A federal judge recently remanded Plaintiff’s case for retaliatory termination and workers compensation bad faith to Arizona State Court as the Federal Court lacked subject matter jurisdiction. Specifically, U.S.C. § 1445(c) provides; “A civil action in any State court arising under the workmen’s compensation laws of such State may not be removed to any district court of the United States.”
While working for Lowe’s Home Centers (“Lowe’s”), our client was descending a ladder when he suffered an Achilles tear. He immediately reported the issue and later filed for workers’ comp benefits. Lowe’s was insured through New Hampshire Insurance Company who then wrongfully denied the claim alleging it was a pre-existing injury, an improper basis under Arizona law and directly rejected by our client’s doctor.
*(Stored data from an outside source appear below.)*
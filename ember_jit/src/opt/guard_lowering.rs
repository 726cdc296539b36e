//! Guard lowering.
//!
//! Replaces every floating guard with explicit control flow: a two-way
//! branch whose likely side continues the method and whose other side
//! deoptimizes.
//!
//! # Algorithm
//!
//! Each block of the schedule is walked in order, tracking the last fixed
//! node seen (`last_fixed`) and a fast path whose `next` is still open.
//! A guard `G(cond)` after `last_fixed` becomes:
//!
//! ```text
//! before:  last_fixed ─ X              G(cond) floating
//!
//! after:   last_fixed ─ If(cond) ─┬─ Begin (fast) ─ X
//!                                 └─ Begin ─ Deopt(reason, action)
//! ```
//!
//! The fast path is the true side, or the false side for a negated guard.
//! All uses of the guard move to the fast-path `Begin`, and the next fixed
//! node of the block is linked after it.
//!
//! Every guard of the schedule is checked before the first one is lowered,
//! so a malformed graph is rejected unchanged.

use super::OptimizationPass;
use crate::ir::cfg::BlockId;
use crate::ir::graph::Graph;
use crate::ir::node::{InputList, NodeFlags, NodeId};
use crate::ir::operators::{BranchHint, ControlOp, GuardInfo, Operator};
use crate::ir::schedule::Schedule;
use ember_core::{JitError, JitResult};

// =============================================================================
// Guard Lowering Pass
// =============================================================================

/// Lowers floating guards into branch-and-deoptimize control flow.
#[derive(Debug, Default)]
pub struct GuardLowering {
    /// Guards replaced by an `If`.
    lowered: usize,
    /// Lowered guards that trap on a true condition.
    negated: usize,
    /// Blocks walked.
    blocks_visited: usize,
}

impl GuardLowering {
    /// Create a new pass.
    #[inline]
    pub fn new() -> Self {
        Self::default()
    }

    /// Number of guards lowered.
    #[inline]
    pub fn lowered(&self) -> usize {
        self.lowered
    }

    /// Number of negated guards lowered.
    #[inline]
    pub fn negated(&self) -> usize {
        self.negated
    }

    /// Number of blocks walked.
    #[inline]
    pub fn blocks_visited(&self) -> usize {
        self.blocks_visited
    }

    /// Check every guard of `block` before anything is rewritten.
    fn check_block(&self, graph: &Graph, schedule: &Schedule, block: BlockId) -> JitResult<()> {
        let mut open_guard: Option<NodeId> = None;
        for (position, &id) in schedule.nodes_for(block).iter().enumerate() {
            let node = graph.node(id);
            if node.is_dead() {
                continue;
            }
            if node.is_fixed() {
                open_guard = None;
            } else if node.op.is_guard() {
                self.check_condition(graph, schedule, id, block, position)?;
                open_guard = Some(id);
            }
        }
        match open_guard {
            Some(guard) => Err(JitError::malformed(format!(
                "guard {guard} in {block} is not followed by a fixed node"
            ))),
            None => Ok(()),
        }
    }

    fn lower_block(
        &mut self,
        graph: &mut Graph,
        schedule: &Schedule,
        block: BlockId,
    ) -> JitResult<()> {
        self.blocks_visited += 1;
        let mut last_fixed = schedule.cfg().block(block).begin;
        let mut fast_path: Option<NodeId> = None;

        for &id in schedule.nodes_for(block) {
            let node = graph.node(id);
            if node.is_dead() {
                continue;
            }
            if node.is_fixed() {
                let has_next = node.kind().has_next();
                if let Some(fast) = fast_path.take() {
                    graph.set_next(fast, id)?;
                }
                if has_next {
                    last_fixed = id;
                }
            } else if let Some(&info) = node.op.guard_info() {
                let fast = self.lower_guard(graph, id, info, last_fixed)?;
                last_fixed = fast;
                fast_path = Some(fast);
            }
        }
        Ok(())
    }

    /// The guard's condition must be available before the guard.
    fn check_condition(
        &self,
        graph: &Graph,
        schedule: &Schedule,
        guard: NodeId,
        block: BlockId,
        position: usize,
    ) -> JitResult<()> {
        let condition = graph.node(guard).input(0);
        let available = match (schedule.block_of(condition), schedule.position_of(condition)) {
            (Some(cond_block), Some(cond_position)) if cond_block == block => {
                cond_position < position
            }
            (Some(cond_block), _) => schedule.dominators().strictly_dominates(cond_block, block),
            (None, _) => false,
        };
        if available {
            Ok(())
        } else {
            Err(JitError::malformed(format!(
                "condition {condition} of guard {guard} is not scheduled before it"
            )))
        }
    }

    /// Replace `guard` with a branch after `last_fixed`; returns the fast path.
    fn lower_guard(
        &mut self,
        graph: &mut Graph,
        guard: NodeId,
        info: GuardInfo,
        last_fixed: NodeId,
    ) -> JitResult<NodeId> {
        let condition = graph.node(guard).input(0);

        let fast = graph.add_node(Operator::Control(ControlOp::Begin), InputList::new());
        let deopt_begin = graph.add_node(Operator::Control(ControlOp::Begin), InputList::new());
        let deopt = graph.add_node(
            Operator::Control(ControlOp::Deopt(info.deopt_info())),
            InputList::new(),
        );
        graph.set_next(deopt_begin, deopt)?;

        let (hint, on_true, on_false) = if info.negated {
            (BranchHint::LikelyFalse, deopt_begin, fast)
        } else {
            (BranchHint::LikelyTrue, fast, deopt_begin)
        };
        let branch = graph.add_node(
            Operator::Control(ControlOp::If(hint)),
            InputList::single(condition),
        );
        graph.set_successor(branch, 0, on_true)?;
        graph.set_successor(branch, 1, on_false)?;

        for id in [fast, deopt_begin, deopt, branch] {
            graph.node_mut(id).flags.insert(NodeFlags::LOWERED);
        }

        graph.replace_and_delete(guard, fast)?;
        graph.set_next(last_fixed, branch)?;

        self.lowered += 1;
        if info.negated {
            self.negated += 1;
        }
        log::trace!(
            target: "ember::guard-lowering",
            "{guard} ({}) -> {branch} after {last_fixed}, fast {fast}, deopt {deopt}",
            info.reason
        );
        Ok(fast)
    }
}

impl OptimizationPass for GuardLowering {
    fn name(&self) -> &'static str {
        "guard-lowering"
    }

    fn run(&mut self, graph: &mut Graph, schedule: &Schedule) -> JitResult<bool> {
        for block in schedule.cfg().blocks() {
            self.check_block(graph, schedule, block.id)?;
        }
        let before = self.lowered;
        for block in schedule.cfg().blocks() {
            self.lower_block(graph, schedule, block.id)?;
        }
        Ok(self.lowered > before)
    }
}

// =============================================================================
// Tests
// =============================================================================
To further add insult to injury, in response to the on-the-job injury, Lowe’s continually harassed our client regarding the claim because Lowe’s had a Self-Insured Retention for its workers’ compensation insurance – meaning Lowe’s actually paid the benefits to our client as opposed to New Hampshire. Eventually, Lowe’s terminated our client for filing the workers’ compensation claim.
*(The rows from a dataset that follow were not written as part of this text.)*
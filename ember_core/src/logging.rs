//! Logger installation.
//!
//! Library code logs through the `log` facade with per-component targets
//! (`ember::schedule`, `ember::guard-lowering`, `ember::assumption`,
//! `ember::code-cache`). Embedders that do not install their own logger can
//! use [`init`] to get a `simplelog` logger on stderr.

use crate::error::{JitError, JitResult};
use log::LevelFilter;
use simplelog::SimpleLogger;
use std::sync::Once;

/// Install a `simplelog` logger at the given level.
///
/// Fails if a logger has already been installed for this process.
pub fn init(level: LevelFilter) -> JitResult<()> {
    SimpleLogger::init(level, simplelog::Config::default()).map_err(|err| JitError::Logger {
        message: err.to_string(),
    })
}

/// Install a trace-level logger once per process, ignoring later calls.
pub fn init_for_tests() {
    static INIT: Once = Once::new();
    INIT.call_once(|| {
        let _ = SimpleLogger::init(LevelFilter::Trace, simplelog::Config::default());
    });
}

#[cfg(test)]
mod tests {
    use super::*;

    #[test]
    fn test_init_for_tests_is_idempotent() {
        init_for_tests();
        init_for_tests();
        log::trace!(target: "ember::test", "logger installed");
        assert!(init(LevelFilter::Info).is_err());
    }
}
In response, Plaintiff initiated suit in Maricopa County Superior Court for bad faith against New Hampshire and wrongful termination against Lowe’s. On November 21, 2014, Defendants improperly removed this case to the United States District Court for the District of Arizona citing diversity jurisdiction, under 28 U.S.C. § 1332, as the sole basis for removal.
In removing this case, Defendants completely ignored that our client’s claim for wrongful termination arises under the worker’s compensation laws of the state of Arizona. Mike Doyle, the lead attorney for this case, is pleased the Federal Court has determined this case in non-removable and look forward to fighting for this client’s relief in the proper venue.